民法改正~遺言と不動産登記~
2020.04.21
民法改正により、遺言と不動産登記の関係で変更されている部分があります。
それは「民法899条の2、共同相続における権利の承継の対抗要件(相続の効力等に関する見直し)」による変更となります。
一般的に不動産などは登記を備えないと第3者に対抗することができません。
第3者とは、不動産を「売った人」でも「買った人」でもない人です。
不動産を買う人はお金を支払い、売る人は不動産を譲り渡します。
これで売買は成立ですが、買った人は登記をしないと自分の所有物になったことを第3者に主張できないのです。
例えば、不動産を売る人A、不動産を買う人B、この売買に関係のないCという3人がいたとします。
そしてAから不動産を買ったBは登記をしなかったとします。
その後にAは上記売買に全く関係のなかったCと上記不動産の売買契約をして、Cが登記をしました。
そうすると最初に不動産を買ったAは、最初に登記をしたCに対抗できない。つまり上記不動産はCの所有になるということです。
理不尽に思えるかもしれませんが法律はこうなっているのです。まちろんBはAへ損害賠償請求等をする事にはなると思いますが。
以上が通常の不動産売買と登記の関係です。
では、遺言によって不動産を取得した場合にはどうでしょうか?
今までは〇〇に不動産を「相続させる」旨の遺言(特定財産承継遺言等)により承継された財産は登記無しでも第3者に対抗することができていました。
例えば、
法定相続人が長男Aと次男Bの2人のケースがあったとします。そして次男Bには多額の借入金があり、その債権者Cがいます。
遺言にはこう書かれていました。
「不動産は現在同居している長男Aに相続させる」
その後、長男Aは相続移転登記をしませんでした。だから登記事項を調べても長男Aの所有とは誰も分かりません。

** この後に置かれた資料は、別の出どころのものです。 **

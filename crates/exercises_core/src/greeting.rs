use async_trait::async_trait;
use serde_json::Value;

use crate::contract::{ApiGatewayResponse, Handler, InvocationContext};
use crate::error::HandlerError;

pub const DEFAULT_NAME: &str = "World";

pub fn greeting_response(event: &Value) -> ApiGatewayResponse {
    let name = requested_name(event).unwrap_or(DEFAULT_NAME);
    ApiGatewayResponse::json(200, format!("Hello {name}!"))
}

/// `queryStringParameters.name`, treating empty or non-string values as absent.
fn requested_name(event: &Value) -> Option<&str> {
    event
        .get("queryStringParameters")
        .and_then(|params| params.get("name"))
        .and_then(Value::as_str)
        .filter(|name| !name.is_empty())
}

#[derive(Debug, Default, Clone, Copy)]
pub struct GreetingHandler;

#[async_trait]
impl Handler for GreetingHandler {
    fn name(&self) -> &'static str {
        "greeting"
    }

    async fn invoke(
        &self,
        event: Value,
        _context: &InvocationContext,
    ) -> Result<Value, HandlerError> {
        greeting_response(&event).into_value()
    }
}
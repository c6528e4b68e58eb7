//! Runtime-agnostic handler exercises.
//!
//! This crate owns the handler logic and the invocation contract. It
//! intentionally excludes the Lambda runtime; `exercises_lambda` adapts these
//! handlers to a hosting runtime.

pub mod cold_start;
pub mod contract;
pub mod error;
pub mod fetch;
pub mod greeting;
pub mod scheduling;
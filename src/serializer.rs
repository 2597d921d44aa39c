//! Snapshot serialization pipeline
//!
//! Wires the stages together: collect nodes, extract and classify class
//! tokens, match stylesheet rules, expand transitively referenced hashes,
//! print, rewrite. One invocation processes exactly one tree end-to-end;
//! the whole pipeline is synchronous and pure apart from reading the
//! registry.
//!
//! Whether a given value should go through this transform at all is the
//! host framework's eligibility check and stays outside this crate.

use thiserror::Error;

use crate::classnames::{classify, collect_class_tokens};
use crate::printer::print_tree;
use crate::registry::StyleRegistry;
use crate::rewrite::rewrite;
use crate::stylesheet::{expand_transitive, extract_matching_rules, StylesheetError};
use crate::tree::{collect, RenderedNode};

/// Error type for snapshot serialization failures
#[derive(Debug, Clone, PartialEq, Eq, Error)]
pub enum SerializeError {
    /// The registered stylesheet could not be processed
    #[error("stylesheet error: {0}")]
    Stylesheet(#[from] StylesheetError),
}

/// Serialize a rendered tree with the reference printer.
///
/// # Examples
///
/// ```
/// use snapscrub::registry::StyleRegistry;
/// use snapscrub::serializer::serialize;
/// use snapscrub::tree::RenderedNode;
///
/// let mut registry = StyleRegistry::new();
/// registry.register_identifier("sc-abc123");
/// registry.register_css(".sc-abc123 { color: red; }");
///
/// let root = RenderedNode::Dom {
///     tag: "div".to_string(),
///     class_list: vec!["sc-abc123".to_string()],
///     children: vec![],
/// };
/// assert_eq!(serialize(&root, &registry).unwrap(), "<div />");
/// ```
pub fn serialize(root: &RenderedNode, registry: &StyleRegistry) -> Result<String, SerializeError> {
    serialize_with(root, registry, print_tree)
}

/// Serialize a rendered tree, printing it with `print`.
///
/// The printer is any value-to-text step producing well-formed
/// `class="..."` / `className="..."` attribute syntax; the rewrite passes
/// preserve that syntax and never touch non-attribute text content or tag
/// names.
pub fn serialize_with<F>(
    root: &RenderedNode,
    registry: &StyleRegistry,
    print: F,
) -> Result<String, SerializeError>
where
    F: FnOnce(&RenderedNode) -> String,
{
    let nodes = collect(root);
    let tokens = collect_class_tokens(&nodes);
    let classification = classify(&tokens, registry.identifiers());

    let matches = extract_matching_rules(registry.stylesheet_text(), &classification.matched)?;
    let expanded = expand_transitive(&classification.matched, registry.identifiers(), &matches);

    let printed = print(root);
    Ok(rewrite(
        &printed,
        &classification.unreferenced,
        &expanded,
        &matches.css,
        registry.identifiers(),
    ))
}
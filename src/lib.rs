//! Snapscrub - Scrub generated styling class names from snapshot text
//!
//! This library provides functionality to:
//! - Collect class-name tokens from a rendered component tree
//! - Classify tokens against the current run's generated-identifier registry
//! - Match registered CSS rules (including @media / @supports groups) against those tokens
//! - Strip matched, unreferenced, and transitively referenced identifiers from printed snapshot text

pub mod classnames;
pub mod printer;
pub mod registry;
pub mod rewrite;
pub mod serializer;
pub mod stylesheet;
pub mod tree;
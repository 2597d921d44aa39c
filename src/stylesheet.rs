//! Stylesheet rule matching and transitive hash expansion
//!
//! Parses the stylesheet text registered for the current test, keeps only
//! the rules whose selectors reference a matched class token (descending
//! into @media / @supports groups), and re-serializes the filtered sheet.
//! The serialized text is a matching aid for the rewrite passes; it is
//! never embedded into the final snapshot.

use std::collections::BTreeSet;

use lightningcss::printer::PrinterOptions;
use lightningcss::rules::style::StyleRule;
use lightningcss::rules::CssRule;
use lightningcss::selector::SelectorList;
use lightningcss::stylesheet::{ParserOptions, StyleSheet};
use lightningcss::traits::ToCss;
use thiserror::Error;

/// Error type for stylesheet processing failures.
///
/// A stylesheet that fails to parse indicates a bug upstream in style
/// generation; no recovery is attempted.
#[derive(Debug, Clone, PartialEq, Eq, Error)]
pub enum StylesheetError {
    /// Registered stylesheet text failed to parse
    #[error("CSS parse error: {0}")]
    Parse(String),
    /// Filtered stylesheet failed to re-serialize
    #[error("CSS print error: {0}")]
    Print(String),
}

/// Rules retained by [`extract_matching_rules`].
#[derive(Debug, Clone, Default, PartialEq, Eq)]
pub struct RuleMatches {
    /// Selector lists of the retained top-level plain rules, in original
    /// order. Input to [`expand_transitive`].
    pub selectors: Vec<Vec<String>>,
    /// The filtered stylesheet, re-serialized. Used only to confirm which
    /// tokens are backed by a real rule.
    pub css: String,
}

/// Filter the registered stylesheet down to the rules that apply to
/// `tokens`.
///
/// A plain rule is eligible when at least one of its selectors contains at
/// least one token as a substring and its declaration list is non-empty.
/// Top-level eligible rules are kept in order; @media and @supports groups
/// have their nested rules filtered by the same predicate and are kept even
/// when no nested rule survives. Every other rule kind is dropped.
pub fn extract_matching_rules(
    css_text: &str,
    tokens: &BTreeSet<String>,
) -> Result<RuleMatches, StylesheetError> {
    let mut sheet = StyleSheet::parse(css_text, ParserOptions::default())
        .map_err(|e| StylesheetError::Parse(e.to_string()))?;

    let mut plain = Vec::new();
    let mut groups = Vec::new();
    let mut selectors = Vec::new();

    for rule in std::mem::take(&mut sheet.rules.0) {
        match rule {
            CssRule::Style(style) => {
                let texts = selector_texts(&style.selectors)?;
                if is_eligible(&style, &texts, tokens) {
                    selectors.push(texts);
                    plain.push(CssRule::Style(style));
                }
            }
            CssRule::Media(mut media) => {
                media.rules.0 = filter_nested(std::mem::take(&mut media.rules.0), tokens)?;
                groups.push(CssRule::Media(media));
            }
            CssRule::Supports(mut supports) => {
                supports.rules.0 = filter_nested(std::mem::take(&mut supports.rules.0), tokens)?;
                groups.push(CssRule::Supports(supports));
            }
            _ => {}
        }
    }

    plain.extend(groups);
    sheet.rules.0 = plain;

    let css = sheet
        .to_css(PrinterOptions::default())
        .map_err(|e| StylesheetError::Print(e.to_string()))?
        .code;

    Ok(RuleMatches { selectors, css })
}

/// Union `matched` with every registry identifier referenced from the
/// retained rules.
///
/// Style composition can make a generated rule's selector reference a
/// second identifier that never appeared as a literal class token on any
/// node. Only the first selector of each retained rule is scanned; that
/// mirrors the one-rule-one-primary-selector shape of generated output and
/// avoids over-matching compound selector lists. The result is always a
/// superset of `matched` and only ever grows by registry identifiers.
pub fn expand_transitive(
    matched: &BTreeSet<String>,
    identifiers: &BTreeSet<String>,
    matches: &RuleMatches,
) -> BTreeSet<String> {
    let mut expanded = matched.clone();
    for hash in identifiers {
        if expanded.contains(hash) {
            continue;
        }
        let referenced = matches
            .selectors
            .iter()
            .any(|list| list.first().map_or(false, |first| first.contains(hash.as_str())));
        if referenced {
            expanded.insert(hash.clone());
        }
    }
    expanded
}

fn selector_texts(selectors: &SelectorList) -> Result<Vec<String>, StylesheetError> {
    selectors
        .0
        .iter()
        .map(|selector| {
            selector
                .to_css_string(PrinterOptions::default())
                .map_err(|e| StylesheetError::Print(e.to_string()))
        })
        .collect()
}

fn is_eligible<T>(rule: &StyleRule<'_, T>, selector_texts: &[String], tokens: &BTreeSet<String>) -> bool {
    let has_declarations = !rule.declarations.declarations.is_empty()
        || !rule.declarations.important_declarations.is_empty();

    has_declarations
        && selector_texts
            .iter()
            .any(|selector| tokens.iter().any(|token| selector.contains(token.as_str())))
}

fn filter_nested<'i>(
    rules: Vec<CssRule<'i>>,
    tokens: &BTreeSet<String>,
) -> Result<Vec<CssRule<'i>>, StylesheetError> {
    let mut kept = Vec::new();
    for rule in rules {
        if let CssRule::Style(style) = rule {
            let texts = selector_texts(&style.selectors)?;
            if is_eligible(&style, &texts, tokens) {
                kept.push(CssRule::Style(style));
            }
        }
    }
    Ok(kept)
}
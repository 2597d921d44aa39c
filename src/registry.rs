//! Style registry: per-test stylesheet text and generated identifiers
//!
//! The registry is the explicit context object standing in for the styling
//! system's process-wide state. The host test lifecycle owns it: styling
//! evaluation appends CSS and identifiers while a test renders, `reset`
//! runs before each test case, and the serializer core only ever reads it.

use std::collections::BTreeSet;

/// Stylesheet text and generated identifiers emitted during one test run.
#[derive(Debug, Clone, Default, PartialEq, Eq)]
pub struct StyleRegistry {
    css: String,
    identifiers: BTreeSet<String>,
}

impl StyleRegistry {
    /// Create an empty registry. Serializing against an empty registry is
    /// a supported no-op: every rewrite pass degrades to identity.
    pub fn new() -> Self {
        Self::default()
    }

    /// Clear all registered CSS and identifiers. Invoked by the host test
    /// lifecycle before each test case.
    pub fn reset(&mut self) {
        self.css.clear();
        self.identifiers.clear();
    }

    /// Append a chunk of stylesheet text. Styling evaluation emits CSS
    /// incrementally as components render.
    pub fn register_css(&mut self, css: &str) {
        if !self.css.is_empty() && !self.css.ends_with('\n') {
            self.css.push('\n');
        }
        self.css.push_str(css);
    }

    /// Record one generated class identifier emitted during the run.
    pub fn register_identifier(&mut self, identifier: impl Into<String>) {
        self.identifiers.insert(identifier.into());
    }

    /// All stylesheet text registered so far.
    pub fn stylesheet_text(&self) -> &str {
        &self.css
    }

    /// All generated identifiers registered so far.
    pub fn identifiers(&self) -> &BTreeSet<String> {
        &self.identifiers
    }

    /// Whether `token` is a registered identifier.
    pub fn contains(&self, token: &str) -> bool {
        self.identifiers.contains(token)
    }
}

そこで債権者Cは、次男Bが不動産の1/2を共有で相続したとして共有部分を差し押さえにかかりました。
しかし遺言で相続させると書かれているために、長男Aは債権者Cに対抗できていたのです。
債権者Cは諦めるしかなかったのです。
遺言は第3者が見ることは出来ず、当然第3者Cは遺言の内容を知るよしもありません。よって次男Bが法定相続分を相続したものとして返済を求めるのも当然でしょう。
これは、遺言が万能なものであるという解釈から判例がでています。
今回の民法改正では、上記見解釈を第3者の期待権を一方的に害するものとして、180度方向転換しました。
以下がその条文です。
「改正民法899条の2 第1項
相続による権利の承継は、遺産の分割によるものかどうかにかかわらず、次条及び第901条の規定により算定した相続分を超える部分については、登記、登録その他の対抗要件を備えなければ、第三者に対抗することができない。」
つまり相続させる旨の遺言があったとしても、登記が無い場合には法定相続部分を超える部分については第3者に対抗できないとなったわけです。
上記例で見てみますと登記をしていない長男Aは、不動産の1/2については債権者Cに勝てないということになります。
登記をしていないことにより不動産の半分を失うことになります。
ですので今後は登記という行為が大変重要になってくるということです。
今回の民法改正では配偶者居住権の創設や自筆証書遺言の一部改正などの目玉があり、登記のことは陰に隠れがちですがケースによっては非常に大事なポイントとなることもあり得ます。